Start of Records supplied
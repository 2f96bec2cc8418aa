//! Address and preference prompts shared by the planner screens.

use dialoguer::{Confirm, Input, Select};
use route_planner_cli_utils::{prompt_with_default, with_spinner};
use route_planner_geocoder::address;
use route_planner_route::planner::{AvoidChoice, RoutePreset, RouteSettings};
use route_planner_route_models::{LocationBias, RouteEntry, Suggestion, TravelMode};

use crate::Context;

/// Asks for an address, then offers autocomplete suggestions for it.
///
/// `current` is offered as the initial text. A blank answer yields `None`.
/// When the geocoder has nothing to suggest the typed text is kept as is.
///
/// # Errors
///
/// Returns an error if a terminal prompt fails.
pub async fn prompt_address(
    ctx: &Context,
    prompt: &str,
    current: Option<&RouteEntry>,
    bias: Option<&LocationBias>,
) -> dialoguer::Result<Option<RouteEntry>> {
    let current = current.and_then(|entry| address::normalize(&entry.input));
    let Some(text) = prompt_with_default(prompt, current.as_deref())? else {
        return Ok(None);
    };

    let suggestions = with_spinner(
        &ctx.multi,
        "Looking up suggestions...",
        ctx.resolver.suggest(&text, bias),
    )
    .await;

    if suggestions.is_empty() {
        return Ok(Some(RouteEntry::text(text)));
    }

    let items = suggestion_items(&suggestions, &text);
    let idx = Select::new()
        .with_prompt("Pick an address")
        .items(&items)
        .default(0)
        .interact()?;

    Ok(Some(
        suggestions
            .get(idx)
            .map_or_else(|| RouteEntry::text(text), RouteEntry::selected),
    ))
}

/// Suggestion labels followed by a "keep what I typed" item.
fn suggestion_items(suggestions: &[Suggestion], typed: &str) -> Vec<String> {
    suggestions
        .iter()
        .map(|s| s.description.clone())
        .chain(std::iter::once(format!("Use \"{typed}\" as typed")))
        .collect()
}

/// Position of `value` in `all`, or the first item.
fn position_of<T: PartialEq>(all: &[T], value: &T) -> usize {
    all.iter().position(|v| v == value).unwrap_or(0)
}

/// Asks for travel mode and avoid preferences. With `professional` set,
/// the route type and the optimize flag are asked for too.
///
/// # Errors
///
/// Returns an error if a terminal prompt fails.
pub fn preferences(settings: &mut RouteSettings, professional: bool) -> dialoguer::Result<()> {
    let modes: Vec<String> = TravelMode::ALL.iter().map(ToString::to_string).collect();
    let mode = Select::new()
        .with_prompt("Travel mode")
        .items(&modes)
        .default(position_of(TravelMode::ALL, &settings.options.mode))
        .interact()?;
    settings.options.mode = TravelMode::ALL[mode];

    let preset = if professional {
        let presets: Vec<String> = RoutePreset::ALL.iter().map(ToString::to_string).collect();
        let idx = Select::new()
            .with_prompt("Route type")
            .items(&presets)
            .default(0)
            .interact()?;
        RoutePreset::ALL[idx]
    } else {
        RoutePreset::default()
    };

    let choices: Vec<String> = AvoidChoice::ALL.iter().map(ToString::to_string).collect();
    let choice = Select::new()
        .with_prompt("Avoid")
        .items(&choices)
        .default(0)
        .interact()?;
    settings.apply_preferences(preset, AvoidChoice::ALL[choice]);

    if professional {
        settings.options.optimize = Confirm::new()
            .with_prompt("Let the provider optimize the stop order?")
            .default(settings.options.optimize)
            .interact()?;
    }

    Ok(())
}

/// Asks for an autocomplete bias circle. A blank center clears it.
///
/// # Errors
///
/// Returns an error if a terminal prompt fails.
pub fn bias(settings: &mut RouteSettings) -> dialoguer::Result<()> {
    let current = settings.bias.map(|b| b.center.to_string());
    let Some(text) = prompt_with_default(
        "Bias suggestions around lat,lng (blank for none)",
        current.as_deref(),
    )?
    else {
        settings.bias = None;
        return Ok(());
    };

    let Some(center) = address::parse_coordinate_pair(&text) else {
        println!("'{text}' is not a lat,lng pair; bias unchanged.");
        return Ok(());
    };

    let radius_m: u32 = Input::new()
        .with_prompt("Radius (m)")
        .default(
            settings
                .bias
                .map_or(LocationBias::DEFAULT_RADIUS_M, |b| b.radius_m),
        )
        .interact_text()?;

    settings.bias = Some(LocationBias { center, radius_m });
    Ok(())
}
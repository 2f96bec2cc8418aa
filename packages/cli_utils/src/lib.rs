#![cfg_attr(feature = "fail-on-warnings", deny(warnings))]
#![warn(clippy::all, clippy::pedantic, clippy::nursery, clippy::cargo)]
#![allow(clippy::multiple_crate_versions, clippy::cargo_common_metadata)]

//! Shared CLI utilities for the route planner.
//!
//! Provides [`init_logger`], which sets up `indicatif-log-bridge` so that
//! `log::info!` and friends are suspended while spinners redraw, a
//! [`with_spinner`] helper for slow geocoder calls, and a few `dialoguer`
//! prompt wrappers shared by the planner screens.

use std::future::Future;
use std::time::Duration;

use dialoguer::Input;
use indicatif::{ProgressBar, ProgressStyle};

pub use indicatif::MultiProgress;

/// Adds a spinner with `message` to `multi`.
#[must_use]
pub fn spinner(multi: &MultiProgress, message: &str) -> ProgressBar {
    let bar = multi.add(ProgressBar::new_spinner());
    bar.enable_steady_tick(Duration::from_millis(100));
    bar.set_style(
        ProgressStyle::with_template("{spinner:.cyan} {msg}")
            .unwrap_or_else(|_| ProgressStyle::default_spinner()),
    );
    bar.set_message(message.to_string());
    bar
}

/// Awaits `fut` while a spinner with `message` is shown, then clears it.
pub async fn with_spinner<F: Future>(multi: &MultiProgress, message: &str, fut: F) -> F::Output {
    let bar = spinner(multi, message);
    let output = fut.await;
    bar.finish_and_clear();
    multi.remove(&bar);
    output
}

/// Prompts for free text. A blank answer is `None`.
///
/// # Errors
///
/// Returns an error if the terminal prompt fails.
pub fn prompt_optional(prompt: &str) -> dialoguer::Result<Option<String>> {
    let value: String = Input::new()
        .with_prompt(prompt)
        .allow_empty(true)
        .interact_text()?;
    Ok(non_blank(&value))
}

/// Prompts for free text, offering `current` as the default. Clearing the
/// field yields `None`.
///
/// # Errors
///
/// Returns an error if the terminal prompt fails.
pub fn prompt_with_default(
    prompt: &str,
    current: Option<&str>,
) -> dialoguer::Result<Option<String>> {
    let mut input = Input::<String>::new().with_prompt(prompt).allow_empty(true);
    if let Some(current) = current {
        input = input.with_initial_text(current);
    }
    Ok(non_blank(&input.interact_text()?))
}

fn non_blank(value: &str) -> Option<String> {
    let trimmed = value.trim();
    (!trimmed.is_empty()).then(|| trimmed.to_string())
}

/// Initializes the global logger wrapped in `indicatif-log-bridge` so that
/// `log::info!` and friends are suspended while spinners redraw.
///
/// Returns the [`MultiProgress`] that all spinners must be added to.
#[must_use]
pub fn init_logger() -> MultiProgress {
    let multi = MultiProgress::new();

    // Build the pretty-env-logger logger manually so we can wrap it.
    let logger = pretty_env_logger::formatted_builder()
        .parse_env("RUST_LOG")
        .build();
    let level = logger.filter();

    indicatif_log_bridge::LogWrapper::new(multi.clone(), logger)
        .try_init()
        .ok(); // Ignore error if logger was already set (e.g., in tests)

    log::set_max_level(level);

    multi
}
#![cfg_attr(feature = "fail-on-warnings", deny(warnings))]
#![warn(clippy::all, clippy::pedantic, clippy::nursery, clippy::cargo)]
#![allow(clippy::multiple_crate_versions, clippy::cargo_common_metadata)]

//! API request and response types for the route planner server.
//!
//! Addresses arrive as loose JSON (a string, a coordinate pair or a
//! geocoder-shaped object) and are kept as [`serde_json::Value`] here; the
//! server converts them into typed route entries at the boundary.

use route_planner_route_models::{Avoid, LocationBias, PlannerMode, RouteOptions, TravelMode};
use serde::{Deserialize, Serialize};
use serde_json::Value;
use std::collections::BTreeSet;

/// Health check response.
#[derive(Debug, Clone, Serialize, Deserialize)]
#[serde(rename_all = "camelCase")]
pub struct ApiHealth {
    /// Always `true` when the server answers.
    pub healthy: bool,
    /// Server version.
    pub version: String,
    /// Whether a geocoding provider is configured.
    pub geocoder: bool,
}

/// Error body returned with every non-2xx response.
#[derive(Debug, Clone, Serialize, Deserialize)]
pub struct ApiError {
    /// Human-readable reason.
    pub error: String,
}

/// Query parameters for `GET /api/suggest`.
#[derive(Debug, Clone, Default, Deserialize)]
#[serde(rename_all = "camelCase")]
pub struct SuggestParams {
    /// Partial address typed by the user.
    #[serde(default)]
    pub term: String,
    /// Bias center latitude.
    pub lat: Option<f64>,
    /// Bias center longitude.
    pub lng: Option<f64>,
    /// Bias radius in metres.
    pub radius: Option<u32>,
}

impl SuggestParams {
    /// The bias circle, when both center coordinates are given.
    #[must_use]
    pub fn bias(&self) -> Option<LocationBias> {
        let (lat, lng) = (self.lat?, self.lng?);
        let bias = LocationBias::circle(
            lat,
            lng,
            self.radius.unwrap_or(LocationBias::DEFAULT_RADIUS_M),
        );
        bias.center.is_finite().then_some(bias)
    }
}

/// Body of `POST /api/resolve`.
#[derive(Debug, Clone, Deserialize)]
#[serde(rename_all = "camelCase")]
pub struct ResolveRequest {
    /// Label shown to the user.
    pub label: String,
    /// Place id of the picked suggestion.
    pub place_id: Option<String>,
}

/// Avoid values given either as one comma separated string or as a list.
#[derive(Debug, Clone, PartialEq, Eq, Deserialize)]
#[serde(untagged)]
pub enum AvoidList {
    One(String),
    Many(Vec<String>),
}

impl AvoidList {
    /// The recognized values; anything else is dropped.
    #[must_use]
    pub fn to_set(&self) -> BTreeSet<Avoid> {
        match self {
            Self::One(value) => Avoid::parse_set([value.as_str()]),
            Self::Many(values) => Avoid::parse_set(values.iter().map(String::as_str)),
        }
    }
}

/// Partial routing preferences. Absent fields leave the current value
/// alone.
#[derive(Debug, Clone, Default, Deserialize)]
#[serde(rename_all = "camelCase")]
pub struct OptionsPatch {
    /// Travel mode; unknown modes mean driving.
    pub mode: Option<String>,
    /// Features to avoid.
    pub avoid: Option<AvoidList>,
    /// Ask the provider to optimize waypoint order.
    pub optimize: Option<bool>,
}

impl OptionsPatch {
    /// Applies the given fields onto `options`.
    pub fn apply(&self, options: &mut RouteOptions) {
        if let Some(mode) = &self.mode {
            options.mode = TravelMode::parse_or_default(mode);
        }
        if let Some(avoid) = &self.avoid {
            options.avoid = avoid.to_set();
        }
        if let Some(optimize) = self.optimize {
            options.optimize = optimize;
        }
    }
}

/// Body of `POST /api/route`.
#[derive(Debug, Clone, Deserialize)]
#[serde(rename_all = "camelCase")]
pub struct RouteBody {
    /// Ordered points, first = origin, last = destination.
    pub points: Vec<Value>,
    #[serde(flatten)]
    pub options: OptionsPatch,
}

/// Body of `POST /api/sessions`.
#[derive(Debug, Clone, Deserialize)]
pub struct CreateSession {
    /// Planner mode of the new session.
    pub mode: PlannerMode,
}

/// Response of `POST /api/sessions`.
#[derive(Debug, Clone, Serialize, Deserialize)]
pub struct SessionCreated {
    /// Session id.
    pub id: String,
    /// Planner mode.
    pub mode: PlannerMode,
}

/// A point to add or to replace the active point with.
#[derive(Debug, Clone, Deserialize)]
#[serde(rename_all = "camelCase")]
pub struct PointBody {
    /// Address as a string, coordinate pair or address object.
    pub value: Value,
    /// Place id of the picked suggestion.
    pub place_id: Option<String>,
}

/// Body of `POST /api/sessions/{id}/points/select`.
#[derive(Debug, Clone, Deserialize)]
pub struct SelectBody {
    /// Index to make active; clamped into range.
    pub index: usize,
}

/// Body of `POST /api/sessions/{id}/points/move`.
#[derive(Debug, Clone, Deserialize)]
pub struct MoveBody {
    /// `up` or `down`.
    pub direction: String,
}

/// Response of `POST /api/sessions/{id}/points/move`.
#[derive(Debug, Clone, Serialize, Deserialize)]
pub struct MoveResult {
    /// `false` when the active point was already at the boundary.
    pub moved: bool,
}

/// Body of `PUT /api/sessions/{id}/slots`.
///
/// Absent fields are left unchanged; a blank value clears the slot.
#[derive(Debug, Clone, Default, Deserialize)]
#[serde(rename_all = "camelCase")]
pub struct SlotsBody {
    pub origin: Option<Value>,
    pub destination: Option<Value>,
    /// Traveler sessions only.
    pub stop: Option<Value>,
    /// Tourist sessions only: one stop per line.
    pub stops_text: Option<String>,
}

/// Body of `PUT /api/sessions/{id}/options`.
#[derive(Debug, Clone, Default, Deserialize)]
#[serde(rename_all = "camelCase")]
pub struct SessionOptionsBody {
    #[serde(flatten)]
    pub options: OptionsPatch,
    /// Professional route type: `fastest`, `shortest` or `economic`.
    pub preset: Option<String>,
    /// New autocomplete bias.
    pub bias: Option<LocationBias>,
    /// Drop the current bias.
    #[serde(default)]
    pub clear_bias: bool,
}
End of Records supplied
Exercise brief: Each line in which the string "ProgressStyle" is found must be copied from the data.

Response area:
use indicatif::{ProgressBar, ProgressStyle};
        ProgressStyle::with_template("{spinner:.cyan} {msg}")
            .unwrap_or_else(|_| ProgressStyle::default_spinner()),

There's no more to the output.